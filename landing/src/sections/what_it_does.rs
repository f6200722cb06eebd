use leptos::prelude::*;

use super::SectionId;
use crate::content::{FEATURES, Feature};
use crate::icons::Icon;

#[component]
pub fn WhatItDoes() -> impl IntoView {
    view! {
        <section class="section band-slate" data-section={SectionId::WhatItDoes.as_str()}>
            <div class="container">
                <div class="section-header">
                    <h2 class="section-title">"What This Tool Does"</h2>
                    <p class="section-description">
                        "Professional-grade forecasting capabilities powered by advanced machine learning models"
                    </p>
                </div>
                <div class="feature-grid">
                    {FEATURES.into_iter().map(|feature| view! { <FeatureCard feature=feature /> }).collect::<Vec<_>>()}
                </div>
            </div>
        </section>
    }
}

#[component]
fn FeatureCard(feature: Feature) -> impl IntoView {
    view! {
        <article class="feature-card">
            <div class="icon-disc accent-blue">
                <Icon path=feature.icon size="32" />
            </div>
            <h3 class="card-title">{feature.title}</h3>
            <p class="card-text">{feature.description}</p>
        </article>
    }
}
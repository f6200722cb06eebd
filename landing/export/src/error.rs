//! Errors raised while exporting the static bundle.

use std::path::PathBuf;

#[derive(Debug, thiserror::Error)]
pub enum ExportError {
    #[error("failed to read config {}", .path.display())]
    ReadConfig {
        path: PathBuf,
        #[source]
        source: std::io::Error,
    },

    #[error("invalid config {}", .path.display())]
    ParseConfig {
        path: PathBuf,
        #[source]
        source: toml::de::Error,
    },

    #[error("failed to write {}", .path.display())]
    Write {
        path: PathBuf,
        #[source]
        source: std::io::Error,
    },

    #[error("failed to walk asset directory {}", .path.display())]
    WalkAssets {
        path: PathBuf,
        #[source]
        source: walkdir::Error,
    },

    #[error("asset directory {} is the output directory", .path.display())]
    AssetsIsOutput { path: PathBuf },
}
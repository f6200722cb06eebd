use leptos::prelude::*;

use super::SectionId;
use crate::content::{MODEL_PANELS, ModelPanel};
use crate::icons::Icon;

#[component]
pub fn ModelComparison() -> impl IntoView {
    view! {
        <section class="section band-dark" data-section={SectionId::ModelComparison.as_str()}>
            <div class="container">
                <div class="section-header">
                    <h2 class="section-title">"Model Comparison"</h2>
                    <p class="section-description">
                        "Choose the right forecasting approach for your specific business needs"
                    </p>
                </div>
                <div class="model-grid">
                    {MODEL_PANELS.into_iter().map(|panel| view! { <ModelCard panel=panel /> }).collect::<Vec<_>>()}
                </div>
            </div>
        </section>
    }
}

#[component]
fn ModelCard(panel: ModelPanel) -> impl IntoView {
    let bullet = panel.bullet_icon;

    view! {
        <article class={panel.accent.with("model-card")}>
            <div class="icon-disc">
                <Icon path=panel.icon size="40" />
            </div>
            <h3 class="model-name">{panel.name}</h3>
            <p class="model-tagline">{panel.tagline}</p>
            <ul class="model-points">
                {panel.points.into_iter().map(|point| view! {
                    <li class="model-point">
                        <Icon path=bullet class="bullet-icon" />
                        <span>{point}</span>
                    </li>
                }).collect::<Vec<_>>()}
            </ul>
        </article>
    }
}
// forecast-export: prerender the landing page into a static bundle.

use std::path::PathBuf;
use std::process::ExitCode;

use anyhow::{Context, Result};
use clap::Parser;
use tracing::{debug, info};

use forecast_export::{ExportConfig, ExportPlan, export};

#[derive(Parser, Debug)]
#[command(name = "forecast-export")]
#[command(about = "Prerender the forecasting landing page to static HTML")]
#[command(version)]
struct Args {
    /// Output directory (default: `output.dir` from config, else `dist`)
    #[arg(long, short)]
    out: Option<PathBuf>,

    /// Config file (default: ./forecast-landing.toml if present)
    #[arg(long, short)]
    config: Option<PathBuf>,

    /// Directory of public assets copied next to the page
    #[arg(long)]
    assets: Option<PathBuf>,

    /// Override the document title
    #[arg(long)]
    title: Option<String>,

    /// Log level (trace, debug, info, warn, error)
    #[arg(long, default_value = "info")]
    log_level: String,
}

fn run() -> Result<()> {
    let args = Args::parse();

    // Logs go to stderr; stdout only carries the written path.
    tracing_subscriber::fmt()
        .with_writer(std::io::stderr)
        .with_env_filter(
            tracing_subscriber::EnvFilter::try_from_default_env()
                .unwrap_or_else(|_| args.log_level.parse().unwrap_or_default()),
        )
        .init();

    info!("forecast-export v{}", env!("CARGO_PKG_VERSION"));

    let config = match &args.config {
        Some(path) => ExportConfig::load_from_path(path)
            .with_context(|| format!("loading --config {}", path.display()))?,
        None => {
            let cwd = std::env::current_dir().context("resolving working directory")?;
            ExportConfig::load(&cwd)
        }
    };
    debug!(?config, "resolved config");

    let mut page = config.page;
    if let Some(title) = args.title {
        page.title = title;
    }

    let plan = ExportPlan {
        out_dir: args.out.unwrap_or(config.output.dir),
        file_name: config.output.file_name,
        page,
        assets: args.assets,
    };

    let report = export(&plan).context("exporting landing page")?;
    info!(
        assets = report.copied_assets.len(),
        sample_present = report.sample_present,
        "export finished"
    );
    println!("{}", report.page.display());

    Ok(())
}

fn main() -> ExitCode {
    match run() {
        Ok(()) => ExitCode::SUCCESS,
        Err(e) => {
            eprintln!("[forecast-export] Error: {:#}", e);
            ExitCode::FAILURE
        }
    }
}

* * *

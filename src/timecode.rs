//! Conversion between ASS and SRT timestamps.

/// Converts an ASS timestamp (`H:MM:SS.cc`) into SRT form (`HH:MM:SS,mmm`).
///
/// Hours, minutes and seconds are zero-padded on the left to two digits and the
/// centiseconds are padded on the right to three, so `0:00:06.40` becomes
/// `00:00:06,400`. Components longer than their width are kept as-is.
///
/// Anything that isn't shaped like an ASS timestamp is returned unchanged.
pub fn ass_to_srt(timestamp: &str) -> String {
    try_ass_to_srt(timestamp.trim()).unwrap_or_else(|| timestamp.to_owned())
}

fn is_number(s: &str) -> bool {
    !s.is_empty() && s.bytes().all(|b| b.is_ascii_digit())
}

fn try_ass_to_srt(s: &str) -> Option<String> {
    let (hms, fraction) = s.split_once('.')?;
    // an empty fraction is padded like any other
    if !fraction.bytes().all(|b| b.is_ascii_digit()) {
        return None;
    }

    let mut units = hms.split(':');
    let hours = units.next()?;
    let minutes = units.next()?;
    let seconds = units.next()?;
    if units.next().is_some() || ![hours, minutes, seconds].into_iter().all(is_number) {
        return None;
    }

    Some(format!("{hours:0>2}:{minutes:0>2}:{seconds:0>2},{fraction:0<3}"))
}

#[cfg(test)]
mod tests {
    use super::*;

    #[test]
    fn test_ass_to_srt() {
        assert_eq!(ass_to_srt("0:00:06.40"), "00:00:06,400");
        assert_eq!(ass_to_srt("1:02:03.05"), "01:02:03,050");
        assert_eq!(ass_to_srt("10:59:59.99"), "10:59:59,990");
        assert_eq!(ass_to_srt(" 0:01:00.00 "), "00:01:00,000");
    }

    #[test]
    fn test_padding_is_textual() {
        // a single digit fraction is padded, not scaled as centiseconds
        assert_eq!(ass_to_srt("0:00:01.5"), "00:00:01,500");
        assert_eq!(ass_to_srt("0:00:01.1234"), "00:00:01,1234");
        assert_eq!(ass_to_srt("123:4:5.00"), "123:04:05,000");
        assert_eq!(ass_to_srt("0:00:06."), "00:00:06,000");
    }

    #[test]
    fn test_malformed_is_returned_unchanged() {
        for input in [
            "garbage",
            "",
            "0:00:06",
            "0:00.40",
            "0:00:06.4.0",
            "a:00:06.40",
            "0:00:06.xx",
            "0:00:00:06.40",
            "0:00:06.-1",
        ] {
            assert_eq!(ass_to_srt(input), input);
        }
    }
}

...

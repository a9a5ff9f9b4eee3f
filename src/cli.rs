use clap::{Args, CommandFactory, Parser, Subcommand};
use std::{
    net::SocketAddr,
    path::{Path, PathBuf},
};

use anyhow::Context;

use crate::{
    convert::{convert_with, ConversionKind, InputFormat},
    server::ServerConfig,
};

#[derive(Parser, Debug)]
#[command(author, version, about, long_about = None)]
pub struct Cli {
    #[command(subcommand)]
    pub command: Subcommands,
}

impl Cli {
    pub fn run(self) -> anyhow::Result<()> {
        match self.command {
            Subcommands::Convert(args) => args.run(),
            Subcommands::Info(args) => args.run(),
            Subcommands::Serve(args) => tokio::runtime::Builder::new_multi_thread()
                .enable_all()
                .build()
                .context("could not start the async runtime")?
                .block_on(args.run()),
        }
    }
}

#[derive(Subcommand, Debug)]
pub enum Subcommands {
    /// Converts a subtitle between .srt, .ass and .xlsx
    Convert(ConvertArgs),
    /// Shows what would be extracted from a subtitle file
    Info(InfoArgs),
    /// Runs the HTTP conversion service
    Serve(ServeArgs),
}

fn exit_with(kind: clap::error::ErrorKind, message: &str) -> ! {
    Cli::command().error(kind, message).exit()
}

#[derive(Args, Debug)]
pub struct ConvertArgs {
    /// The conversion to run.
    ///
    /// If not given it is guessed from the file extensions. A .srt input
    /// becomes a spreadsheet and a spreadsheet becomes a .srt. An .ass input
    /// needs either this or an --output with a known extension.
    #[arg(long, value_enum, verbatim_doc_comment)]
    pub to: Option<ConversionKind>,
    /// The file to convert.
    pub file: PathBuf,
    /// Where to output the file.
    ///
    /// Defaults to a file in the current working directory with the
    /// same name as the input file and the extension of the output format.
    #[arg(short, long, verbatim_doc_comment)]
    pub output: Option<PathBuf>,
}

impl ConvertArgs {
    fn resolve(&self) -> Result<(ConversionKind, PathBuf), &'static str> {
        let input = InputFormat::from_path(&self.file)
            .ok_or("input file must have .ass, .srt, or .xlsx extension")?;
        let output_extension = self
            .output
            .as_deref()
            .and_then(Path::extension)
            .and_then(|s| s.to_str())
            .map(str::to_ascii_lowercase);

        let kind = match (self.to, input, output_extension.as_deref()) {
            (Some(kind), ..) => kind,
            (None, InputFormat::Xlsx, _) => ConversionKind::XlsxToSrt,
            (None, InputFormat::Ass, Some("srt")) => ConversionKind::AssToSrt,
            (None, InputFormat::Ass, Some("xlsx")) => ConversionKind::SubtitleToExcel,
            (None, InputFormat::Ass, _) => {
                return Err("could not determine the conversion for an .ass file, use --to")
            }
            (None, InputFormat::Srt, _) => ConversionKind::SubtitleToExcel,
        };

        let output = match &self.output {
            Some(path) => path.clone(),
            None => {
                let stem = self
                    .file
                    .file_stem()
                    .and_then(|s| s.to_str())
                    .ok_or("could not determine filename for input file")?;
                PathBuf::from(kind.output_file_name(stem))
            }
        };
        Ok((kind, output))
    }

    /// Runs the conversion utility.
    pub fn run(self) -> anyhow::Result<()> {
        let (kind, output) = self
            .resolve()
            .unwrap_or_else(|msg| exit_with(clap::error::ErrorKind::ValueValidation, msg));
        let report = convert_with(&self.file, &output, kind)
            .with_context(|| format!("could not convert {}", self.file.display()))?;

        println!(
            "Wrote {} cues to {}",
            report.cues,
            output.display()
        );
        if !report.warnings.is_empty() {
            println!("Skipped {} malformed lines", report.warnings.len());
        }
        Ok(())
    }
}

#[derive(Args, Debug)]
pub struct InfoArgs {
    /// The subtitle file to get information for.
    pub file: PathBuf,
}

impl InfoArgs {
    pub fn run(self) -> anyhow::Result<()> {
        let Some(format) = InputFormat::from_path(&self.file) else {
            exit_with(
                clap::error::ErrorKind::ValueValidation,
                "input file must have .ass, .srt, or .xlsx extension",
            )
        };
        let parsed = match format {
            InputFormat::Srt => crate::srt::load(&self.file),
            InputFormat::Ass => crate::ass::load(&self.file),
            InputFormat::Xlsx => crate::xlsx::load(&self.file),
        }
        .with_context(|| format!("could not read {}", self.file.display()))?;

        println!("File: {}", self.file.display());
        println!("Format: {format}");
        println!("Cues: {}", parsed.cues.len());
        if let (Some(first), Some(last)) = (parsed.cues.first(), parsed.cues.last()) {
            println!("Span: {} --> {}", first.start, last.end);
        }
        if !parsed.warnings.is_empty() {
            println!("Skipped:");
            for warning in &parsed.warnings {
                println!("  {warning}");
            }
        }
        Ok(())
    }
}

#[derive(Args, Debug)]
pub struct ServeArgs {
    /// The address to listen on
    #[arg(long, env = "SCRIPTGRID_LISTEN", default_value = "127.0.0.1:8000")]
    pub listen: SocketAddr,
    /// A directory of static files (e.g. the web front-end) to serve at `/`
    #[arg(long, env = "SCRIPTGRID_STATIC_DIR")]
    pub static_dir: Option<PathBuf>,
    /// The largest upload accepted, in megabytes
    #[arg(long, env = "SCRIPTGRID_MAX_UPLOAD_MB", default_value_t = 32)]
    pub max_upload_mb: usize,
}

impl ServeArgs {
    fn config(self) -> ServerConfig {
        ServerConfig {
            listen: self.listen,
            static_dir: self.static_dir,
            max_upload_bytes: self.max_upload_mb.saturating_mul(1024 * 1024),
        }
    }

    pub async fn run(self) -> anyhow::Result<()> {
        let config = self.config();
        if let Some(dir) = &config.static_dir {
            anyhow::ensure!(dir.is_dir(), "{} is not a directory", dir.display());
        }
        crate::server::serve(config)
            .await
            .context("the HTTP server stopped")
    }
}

● Problem requirements: Show every line of the data that includes the string "stderr".

● Expected answer:
    // Logs go to stderr; stdout only carries the written path.
        .with_writer(std::io::stderr)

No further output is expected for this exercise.